- _WHAT YOU HAVE TO DO_: Only the lines from the first line of the records through the line containing "use crate::region::Backing;" belong in the answer. Copy them exactly.

(Collected data entries)
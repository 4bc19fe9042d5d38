//! Named interprocess locks
//!
//! Two backends sit behind [`InterprocessMutex`]:
//!
//! - [`RobustMutex`]: a process-shared, robust pthread mutex living in its own
//!   small region. A holder that dies leaves the mutex "abandoned"; the next
//!   acquirer marks it consistent and proceeds.
//! - [`FileLock`]: an advisory `flock` on a file in the temp directory. There
//!   is no timed wait, so acquisition polls every millisecond.
//!
//! `lock_wait(0)` tries once without blocking on both backends.

use crate::error::{MirrorError, Result};
use crate::region::Backing;
use rustix::fd::OwnedFd;
use rustix::fs::{flock, FlockOperation, Mode, OFlags};
use rustix::io::Errno;
use std::path::PathBuf;
use std::time::{Duration, Instant};

/// Poll interval for backends without a native timed wait
const POLL_INTERVAL: Duration = Duration::from_millis(1);

/// A lock shared by every process that opens the same name
pub trait InterprocessMutex: Send + Sync {
    /// Wait up to `timeout_ms` for the lock. Returns false on timeout.
    fn lock_wait(&self, timeout_ms: u32) -> bool;

    /// Release a lock acquired with [`lock_wait`](Self::lock_wait)
    fn unlock(&self);
}

/// Releases the lock when dropped
pub struct LockGuard<'a> {
    mutex: &'a dyn InterprocessMutex,
}

impl Drop for LockGuard<'_> {
    fn drop(&mut self) {
        self.mutex.unlock();
    }
}

/// Acquire `mutex` within `timeout_ms`, returning a guard that unlocks on drop
pub fn lock_guard(mutex: &dyn InterprocessMutex, timeout_ms: u32) -> Option<LockGuard<'_>> {
    if mutex.lock_wait(timeout_ms) {
        Some(LockGuard { mutex })
    } else {
        tracing::debug!(timeout_ms, "interprocess lock not acquired");
        None
    }
}

/// Which lock implementation a session uses
#[derive(Debug, Clone, Copy, PartialEq, Eq)]
pub enum MutexBackend {
    /// Robust process-shared pthread mutex (Linux)
    Robust,
    /// Advisory file lock with polling
    File,
}

impl MutexBackend {
    pub fn platform_default() -> Self {
        if cfg!(target_os = "linux") {
            MutexBackend::Robust
        } else {
            MutexBackend::File
        }
    }
}

impl Default for MutexBackend {
    fn default() -> Self {
        Self::platform_default()
    }
}

/// Open the lock called `name` with the requested backend.
///
/// `backing` decides where the robust mutex itself lives; the file backend
/// always uses the filesystem.
pub fn open_mutex(
    name: &str,
    backend: MutexBackend,
    backing: Backing,
) -> Result<Box<dyn InterprocessMutex>> {
    match backend {
        #[cfg(target_os = "linux")]
        MutexBackend::Robust => Ok(Box::new(RobustMutex::open(name, backing)?)),
        #[cfg(not(target_os = "linux"))]
        MutexBackend::Robust => {
            let _ = backing;
            tracing::debug!(name, "robust mutex unavailable, using file lock");
            Ok(Box::new(FileLock::open(name)?))
        }
        MutexBackend::File => Ok(Box::new(FileLock::open(name)?)),
    }
}

#[cfg(target_os = "linux")]
pub use robust::RobustMutex;

#[cfg(target_os = "linux")]
mod robust {
    use super::*;
    use crate::region::SharedRegion;
    use std::mem::size_of;

    const READY_OFFSET: usize = 0;
    const MUTEX_OFFSET: usize = 64;
    const READY_WAIT: Duration = Duration::from_millis(250);

    /// Robust pthread mutex in a region named `<name>_lock`
    pub struct RobustMutex {
        region: SharedRegion,
    }

    // SAFETY: the pthread mutex is process-shared and designed for
    // concurrent use; the region is only accessed through it
    unsafe impl Send for RobustMutex {}
    unsafe impl Sync for RobustMutex {}

    impl RobustMutex {
        pub fn open(name: &str, backing: Backing) -> Result<Self> {
            let lock_name = format!("{}_lock", name);
            let size = MUTEX_OFFSET + size_of::<libc::pthread_mutex_t>();
            let region = SharedRegion::open_or_create(&lock_name, size, backing)?;
            if region.len() < size {
                return Err(MirrorError::RegionTooSmall {
                    required: size,
                    got: region.len(),
                });
            }

            let this = Self { region };
            let ready = this.region.view().atomic_u32(READY_OFFSET);

            if this.region.created() {
                this.init().map_err(|source| MirrorError::LockOpen {
                    name: lock_name.clone(),
                    source,
                })?;
                ready.store_release(1);
            } else {
                let deadline = Instant::now() + READY_WAIT;
                while ready.load_acquire() == 0 {
                    if Instant::now() >= deadline {
                        return Err(MirrorError::Uninitialized(lock_name));
                    }
                    std::thread::sleep(POLL_INTERVAL);
                }
            }
            Ok(this)
        }

        fn raw(&self) -> *mut libc::pthread_mutex_t {
            // SAFETY: MUTEX_OFFSET is 64-byte aligned within an aligned region
            unsafe {
                self.region
                    .view()
                    .as_ptr()
                    .add(MUTEX_OFFSET)
                    .cast::<libc::pthread_mutex_t>()
            }
        }

        fn init(&self) -> std::io::Result<()> {
            unsafe {
                let mut attr: libc::pthread_mutexattr_t = std::mem::zeroed();
                check(libc::pthread_mutexattr_init(&mut attr))?;
                let result = (|| {
                    check(libc::pthread_mutexattr_setpshared(
                        &mut attr,
                        libc::PTHREAD_PROCESS_SHARED,
                    ))?;
                    check(libc::pthread_mutexattr_setrobust(
                        &mut attr,
                        libc::PTHREAD_MUTEX_ROBUST,
                    ))?;
                    check(libc::pthread_mutexattr_settype(
                        &mut attr,
                        libc::PTHREAD_MUTEX_ERRORCHECK,
                    ))?;
                    check(libc::pthread_mutex_init(self.raw(), &attr))
                })();
                libc::pthread_mutexattr_destroy(&mut attr);
                result
            }
        }

        fn deadline(timeout_ms: u32) -> libc::timespec {
            let mut now: libc::timespec = unsafe { std::mem::zeroed() };
            unsafe { libc::clock_gettime(libc::CLOCK_REALTIME, &mut now) };
            let nanos = now.tv_nsec as i64 + (timeout_ms as i64 % 1000) * 1_000_000;
            libc::timespec {
                tv_sec: now.tv_sec + (timeout_ms / 1000) as libc::time_t + (nanos / 1_000_000_000) as libc::time_t,
                tv_nsec: (nanos % 1_000_000_000) as _,
            }
        }
    }

    fn check(rc: libc::c_int) -> std::io::Result<()> {
        if rc == 0 {
            Ok(())
        } else {
            Err(std::io::Error::from_raw_os_error(rc))
        }
    }

    impl InterprocessMutex for RobustMutex {
        fn lock_wait(&self, timeout_ms: u32) -> bool {
            let rc = unsafe {
                if timeout_ms == 0 {
                    libc::pthread_mutex_trylock(self.raw())
                } else {
                    let deadline = Self::deadline(timeout_ms);
                    libc::pthread_mutex_timedlock(self.raw(), &deadline)
                }
            };
            match rc {
                0 => true,
                libc::EOWNERDEAD => {
                    // Previous holder died; every structure behind this lock
                    // is restored atomically, so the state is usable as-is
                    tracing::warn!(name = self.region.name(), "recovered abandoned lock");
                    unsafe { libc::pthread_mutex_consistent(self.raw()) };
                    true
                }
                libc::ETIMEDOUT | libc::EBUSY | libc::EDEADLK => false,
                other => {
                    tracing::error!(
                        name = self.region.name(),
                        errno = other,
                        "robust mutex lock failed"
                    );
                    false
                }
            }
        }

        fn unlock(&self) {
            unsafe {
                libc::pthread_mutex_unlock(self.raw());
            }
        }
    }
}

/// Advisory file lock on `<tmp>/venom_<name>.lock`
pub struct FileLock {
    fd: OwnedFd,
    path: PathBuf,
}

impl FileLock {
    pub fn open(name: &str) -> Result<Self> {
        let path = std::env::temp_dir().join(format!("venom_{}.lock", name));
        let fd = rustix::fs::open(
            path.as_path(),
            OFlags::CREATE | OFlags::RDWR | OFlags::CLOEXEC,
            Mode::RUSR | Mode::WUSR | Mode::RGRP | Mode::WGRP,
        )
        .map_err(|e| MirrorError::LockOpen {
            name: name.to_string(),
            source: e.into(),
        })?;
        Ok(Self { fd, path })
    }

    pub fn path(&self) -> &std::path::Path {
        &self.path
    }
}

impl InterprocessMutex for FileLock {
    fn lock_wait(&self, timeout_ms: u32) -> bool {
        let deadline = Instant::now() + Duration::from_millis(timeout_ms as u64);
        loop {
            match flock(&self.fd, FlockOperation::NonBlockingLockExclusive) {
                Ok(()) => return true,
                Err(e) if e == Errno::WOULDBLOCK || e == Errno::INTR => {}
                Err(e) => {
                    tracing::error!(path = %self.path.display(), error = %e, "flock failed");
                    return false;
                }
            }
            if Instant::now() >= deadline {
                return false;
            }
            std::thread::sleep(POLL_INTERVAL);
        }
    }

    fn unlock(&self) {
        let _ = flock(&self.fd, FlockOperation::Unlock);
    }
}

#[cfg(test)]
mod tests {
    use super::*;

    #[test]
    fn test_file_lock_excludes_second_handle() {
        let name = format!("test_flock_{}", std::process::id());
        let a = FileLock::open(&name).unwrap();
        let b = FileLock::open(&name).unwrap();

        assert!(a.lock_wait(0));
        assert!(!b.lock_wait(0));

        let start = Instant::now();
        assert!(!b.lock_wait(20));
        assert!(start.elapsed() >= Duration::from_millis(20));

        a.unlock();
        assert!(b.lock_wait(0));
        b.unlock();
        let _ = std::fs::remove_file(a.path());
    }

    #[test]
    fn test_guard_unlocks_on_drop() {
        let name = format!("test_guard_{}", std::process::id());
        let a = FileLock::open(&name).unwrap();
        let b = FileLock::open(&name).unwrap();
        {
            let _guard = lock_guard(&a, 10).unwrap();
            assert!(lock_guard(&b, 0).is_none());
        }
        assert!(lock_guard(&b, 0).is_some());
        let _ = std::fs::remove_file(a.path());
    }

    #[cfg(target_os = "linux")]
    #[test]
    fn test_robust_mutex_times_out_across_threads() {
        let name = format!("test_robust_timeout_{}", std::process::id());
        let a = RobustMutex::open(&name, Backing::Heap).unwrap();
        let b = RobustMutex::open(&name, Backing::Heap).unwrap();

        assert!(a.lock_wait(10));
        let waiter = std::thread::spawn(move || b.lock_wait(20));
        assert!(!waiter.join().unwrap());
        a.unlock();
    }

    #[cfg(target_os = "linux")]
    #[test]
    fn test_robust_mutex_recovers_abandoned_lock() {
        let name = format!("test_robust_abandon_{}", std::process::id());
        let main = RobustMutex::open(&name, Backing::Heap).unwrap();

        let holder_name = name.clone();
        std::thread::spawn(move || {
            let holder = RobustMutex::open(&holder_name, Backing::Heap).unwrap();
            assert!(holder.lock_wait(10));
            // Thread exits while still holding the lock
        })
        .join()
        .unwrap();

        assert!(main.lock_wait(100));
        main.unlock();
        assert!(main.lock_wait(0));
        main.unlock();
    }

    #[test]
    fn test_factory_selects_backend() {
        let name = format!("test_factory_{}", std::process::id());
        let m = open_mutex(&name, MutexBackend::File, Backing::Heap).unwrap();
        assert!(m.lock_wait(0));
        m.unlock();
        let _ = std::fs::remove_file(std::env::temp_dir().join(format!("venom_{}.lock", name)));
    }
}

- _YOUR SOLUTION_:
repository 4bc19fe9042d5d38
//! Named interprocess locks
//!
//! Two backends sit behind [`InterprocessMutex`]:
//!
//! - [`RobustMutex`]: a process-shared, robust pthread mutex living in its own
//!   small region. A holder that dies leaves the mutex "abandoned"; the next
//!   acquirer marks it consistent and proceeds.
//! - [`FileLock`]: an advisory `flock` on a file in the temp directory. There
//!   is no timed wait, so acquisition polls every millisecond.
//!
//! `lock_wait(0)` tries once without blocking on both backends.

use crate::error::{MirrorError, Result};
use crate::region::Backing;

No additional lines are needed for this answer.